§ Stored items from a collection:

:::::

#[cfg(test)]
mod tests {
    use super::*;
    use crate::lexer::tokens_to_css;

    fn type_selector(name: &str) -> Selector {
        Selector::Type {
            name: name.to_string(),
        }
    }

    #[test]
    fn test_simple_rule() {
        let (sheet, errors) = parse_stylesheet("rect { fill: red; stroke-width: 2px }");
        assert!(errors.is_empty());
        assert_eq!(sheet.rules.len(), 1);

        let rule = &sheet.rules[0];
        assert_eq!(rule.selector_group.selectors, vec![type_selector("rect")]);
        assert_eq!(rule.declarations.len(), 2);
        assert_eq!(rule.declarations[0].property, "fill");
        assert_eq!(rule.declarations[0].value_text(), "red");
        assert_eq!(rule.declarations[1].value_text(), "2px");
    }

    #[test]
    fn test_malformed_rule_is_skipped() {
        let (sheet, errors) = parse_stylesheet("rect[ { fill: red; }\ncircle { fill: blue; }");
        assert_eq!(errors.len(), 1);
        assert!(matches!(errors[0], StyleError::Syntax { .. }));
        assert_eq!(sheet.rules.len(), 1);
        assert_eq!(sheet.rules[0].selector_group.selectors, vec![type_selector("circle")]);
        assert_eq!(sheet.rules[0].line, 2);
    }

    #[test]
    fn test_bad_declaration_keeps_the_rest_of_the_rule() {
        let (sheet, errors) =
            parse_stylesheet("rect { fill red; stroke: blue; : x; opacity: 0.5 }");
        assert_eq!(errors.len(), 2);
        let properties: Vec<_> = sheet.rules[0]
            .declarations
            .iter()
            .map(|d| d.property.as_str())
            .collect();
        assert_eq!(properties, vec!["stroke", "opacity"]);
    }

    #[test]
    fn test_missing_colon_before_brace_keeps_following_rule() {
        let (sheet, errors) = parse_stylesheet("a { fill } b { fill: red }");
        assert_eq!(errors.len(), 1);
        assert_eq!(sheet.rules.len(), 2);
        assert!(sheet.rules[0].declarations.is_empty());
    }

    #[test]
    fn test_combinators_associate_to_the_left() {
        let group = parse_selector("a > b c").unwrap();
        let expected = Selector::combine(
            CombinatorKind::Descendant,
            Selector::combine(CombinatorKind::Child, type_selector("a"), type_selector("b")),
            type_selector("c"),
        );
        assert_eq!(group.selectors, vec![expected]);
    }

    #[test]
    fn test_compound_and_sibling_selectors() {
        let group = parse_selector("rect.big#r1:hover+circle ~ *, [data-x|=en]").unwrap();
        assert_eq!(group.selectors.len(), 2);
        assert_eq!(
            group.to_string(),
            "rect.big#r1:hover + circle ~ *, [data-x|=\"en\"]"
        );
    }

    #[test]
    fn test_attribute_selectors() {
        let group = parse_selector("[ data-x ^= \"abc\" ][flag]").unwrap();
        let expected = Selector::combine(
            CombinatorKind::And,
            Selector::Attribute {
                name: "data-x".to_string(),
                matching: AttributeMatch::PrefixMatch,
                value: Some("abc".to_string()),
            },
            Selector::Attribute {
                name: "flag".to_string(),
                matching: AttributeMatch::Exists,
                value: None,
            },
        );
        assert_eq!(group.selectors, vec![expected]);
    }

    #[test]
    fn test_invalid_selectors() {
        assert!(parse_selector("rect >").is_err());
        assert!(parse_selector(".").is_err());
        assert!(parse_selector("a::before").is_err());
        assert!(parse_selector(":not(a)").is_err());
        assert!(parse_selector("[x=]").is_err());
    }

    #[test]
    fn test_terms_keep_nested_functions() {
        let (declarations, errors) =
            parse_declarations("fill: var(--brand, rgb(1, 2, 3)); --empty:;");
        assert!(errors.is_empty());
        assert_eq!(declarations.len(), 2);
        assert_eq!(tokens_to_css(&declarations[0].terms), "var(--brand, rgb(1, 2, 3))");
        assert!(declarations[1].terms.is_empty());
    }

    #[test]
    fn test_inline_declarations_recover() {
        let (declarations, errors) = parse_declarations("fill: ; } stroke: red; width: (1");
        assert_eq!(errors.len(), 3);
        assert_eq!(declarations.len(), 1);
        assert_eq!(declarations[0].property, "stroke");
    }

    #[test]
    fn test_at_rules_and_cdo_are_skipped() {
        let source = "<!-- @import url(a.css); @media print { a { b: c } } rect { fill: red } -->";
        let (sheet, errors) = parse_stylesheet(source);
        assert!(errors.is_empty());
        assert_eq!(sheet.rules.len(), 1);
    }

    #[test]
    fn test_unterminated_rule_keeps_declarations() {
        let (sheet, errors) = parse_stylesheet("rect { fill: red");
        assert_eq!(errors.len(), 1);
        assert_eq!(sheet.rules.len(), 1);
        assert_eq!(sheet.rules[0].declarations[0].value_text(), "red");
    }

    #[test]
    fn test_unterminated_function_reports_only_the_rule() {
        let (sheet, errors) = parse_stylesheet("rect { fill: rgb(1, 2");
        assert_eq!(errors.len(), 1);
        assert!(errors[0].to_string().contains("Unexpected end of input in rule 'rect'"));
        assert_eq!(sheet.rules.len(), 1);
        assert_eq!(sheet.rules[0].declarations.len(), 1);
        assert_eq!(sheet.rules[0].declarations[0].property, "fill");

        let (declarations, errors) = parse_declarations("stroke: var(--edge, [blue");
        assert!(errors.is_empty());
        assert_eq!(declarations.len(), 1);
    }

    #[test]
    fn test_bad_string_invalidates_declaration() {
        let (sheet, errors) = parse_stylesheet("text { content: \"abc\n; fill: red }");
        // lexical error plus syntax error for the declaration
        assert_eq!(errors.len(), 2);
        assert_eq!(sheet.rules[0].declarations.len(), 1);
        assert_eq!(sheet.rules[0].declarations[0].property, "fill");
    }
}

:::::

§ Task goal: Once more, write all of the records exactly as given.

§ Written response:
#[cfg(test)]
mod tests {
    use super::*;
    use crate::lexer::tokens_to_css;

    fn type_selector(name: &str) -> Selector {
        Selector::Type {
            name: name.to_string(),
        }
    }

    #[test]
    fn test_simple_rule() {
        let (sheet, errors) = parse_stylesheet("rect { fill: red; stroke-width: 2px }");
        assert!(errors.is_empty());
        assert_eq!(sheet.rules.len(), 1);

        let rule = &sheet.rules[0];
        assert_eq!(rule.selector_group.selectors, vec![type_selector("rect")]);
        assert_eq!(rule.declarations.len(), 2);
        assert_eq!(rule.declarations[0].property, "fill");
        assert_eq!(rule.declarations[0].value_text(), "red");
        assert_eq!(rule.declarations[1].value_text(), "2px");
    }

    #[test]
    fn test_malformed_rule_is_skipped() {
        let (sheet, errors) = parse_stylesheet("rect[ { fill: red; }\ncircle { fill: blue; }");
        assert_eq!(errors.len(), 1);
        assert!(matches!(errors[0], StyleError::Syntax { .. }));
        assert_eq!(sheet.rules.len(), 1);
        assert_eq!(sheet.rules[0].selector_group.selectors, vec![type_selector("circle")]);
        assert_eq!(sheet.rules[0].line, 2);
    }

    #[test]
    fn test_bad_declaration_keeps_the_rest_of_the_rule() {
        let (sheet, errors) =
            parse_stylesheet("rect { fill red; stroke: blue; : x; opacity: 0.5 }");
        assert_eq!(errors.len(), 2);
        let properties: Vec<_> = sheet.rules[0]
            .declarations
            .iter()
            .map(|d| d.property.as_str())
            .collect();
        assert_eq!(properties, vec!["stroke", "opacity"]);
    }

    #[test]
    fn test_missing_colon_before_brace_keeps_following_rule() {
        let (sheet, errors) = parse_stylesheet("a { fill } b { fill: red }");
        assert_eq!(errors.len(), 1);
        assert_eq!(sheet.rules.len(), 2);
        assert!(sheet.rules[0].declarations.is_empty());
    }

    #[test]
    fn test_combinators_associate_to_the_left() {
        let group = parse_selector("a > b c").unwrap();
        let expected = Selector::combine(
            CombinatorKind::Descendant,
            Selector::combine(CombinatorKind::Child, type_selector("a"), type_selector("b")),
            type_selector("c"),
        );
        assert_eq!(group.selectors, vec![expected]);
    }

    #[test]
    fn test_compound_and_sibling_selectors() {
        let group = parse_selector("rect.big#r1:hover+circle ~ *, [data-x|=en]").unwrap();
        assert_eq!(group.selectors.len(), 2);
        assert_eq!(
            group.to_string(),
            "rect.big#r1:hover + circle ~ *, [data-x|=\"en\"]"
        );
    }

    #[test]
    fn test_attribute_selectors() {
        let group = parse_selector("[ data-x ^= \"abc\" ][flag]").unwrap();
        let expected = Selector::combine(
            CombinatorKind::And,
            Selector::Attribute {
                name: "data-x".to_string(),
                matching: AttributeMatch::PrefixMatch,
                value: Some("abc".to_string()),
            },
            Selector::Attribute {
                name: "flag".to_string(),
                matching: AttributeMatch::Exists,
                value: None,
            },
        );
        assert_eq!(group.selectors, vec![expected]);
    }

    #[test]
    fn test_invalid_selectors() {
        assert!(parse_selector("rect >").is_err());
        assert!(parse_selector(".").is_err());
        assert!(parse_selector("a::before").is_err());
        assert!(parse_selector(":not(a)").is_err());
        assert!(parse_selector("[x=]").is_err());
    }

    #[test]
    fn test_terms_keep_nested_functions() {
        let (declarations, errors) =
            parse_declarations("fill: var(--brand, rgb(1, 2, 3)); --empty:;");
        assert!(errors.is_empty());
        assert_eq!(declarations.len(), 2);
        assert_eq!(tokens_to_css(&declarations[0].terms), "var(--brand, rgb(1, 2, 3))");
        assert!(declarations[1].terms.is_empty());
    }

    #[test]
    fn test_inline_declarations_recover() {
        let (declarations, errors) = parse_declarations("fill: ; } stroke: red; width: (1");
        assert_eq!(errors.len(), 3);
        assert_eq!(declarations.len(), 1);
        assert_eq!(declarations[0].property, "stroke");
    }

    #[test]
    fn test_at_rules_and_cdo_are_skipped() {
        let source = "<!-- @import url(a.css); @media print { a { b: c } } rect { fill: red } -->";
        let (sheet, errors) = parse_stylesheet(source);
        assert!(errors.is_empty());
        assert_eq!(sheet.rules.len(), 1);
    }

    #[test]
    fn test_unterminated_rule_keeps_declarations() {
        let (sheet, errors) = parse_stylesheet("rect { fill: red");
        assert_eq!(errors.len(), 1);
        assert_eq!(sheet.rules.len(), 1);
        assert_eq!(sheet.rules[0].declarations[0].value_text(), "red");
    }

    #[test]
    fn test_unterminated_function_reports_only_the_rule() {
        let (sheet, errors) = parse_stylesheet("rect { fill: rgb(1, 2");
        assert_eq!(errors.len(), 1);
        assert!(errors[0].to_string().contains("Unexpected end of input in rule 'rect'"));
        assert_eq!(sheet.rules.len(), 1);
        assert_eq!(sheet.rules[0].declarations.len(), 1);
        assert_eq!(sheet.rules[0].declarations[0].property, "fill");

        let (declarations, errors) = parse_declarations("stroke: var(--edge, [blue");
        assert!(errors.is_empty());
        assert_eq!(declarations.len(), 1);
    }

    #[test]
    fn test_bad_string_invalidates_declaration() {
        let (sheet, errors) = parse_stylesheet("text { content: \"abc\n; fill: red }");
        // lexical error plus syntax error for the declaration
        assert_eq!(errors.len(), 2);
        assert_eq!(sheet.rules[0].declarations.len(), 1);
        assert_eq!(sheet.rules[0].declarations[0].property, "fill");
    }
}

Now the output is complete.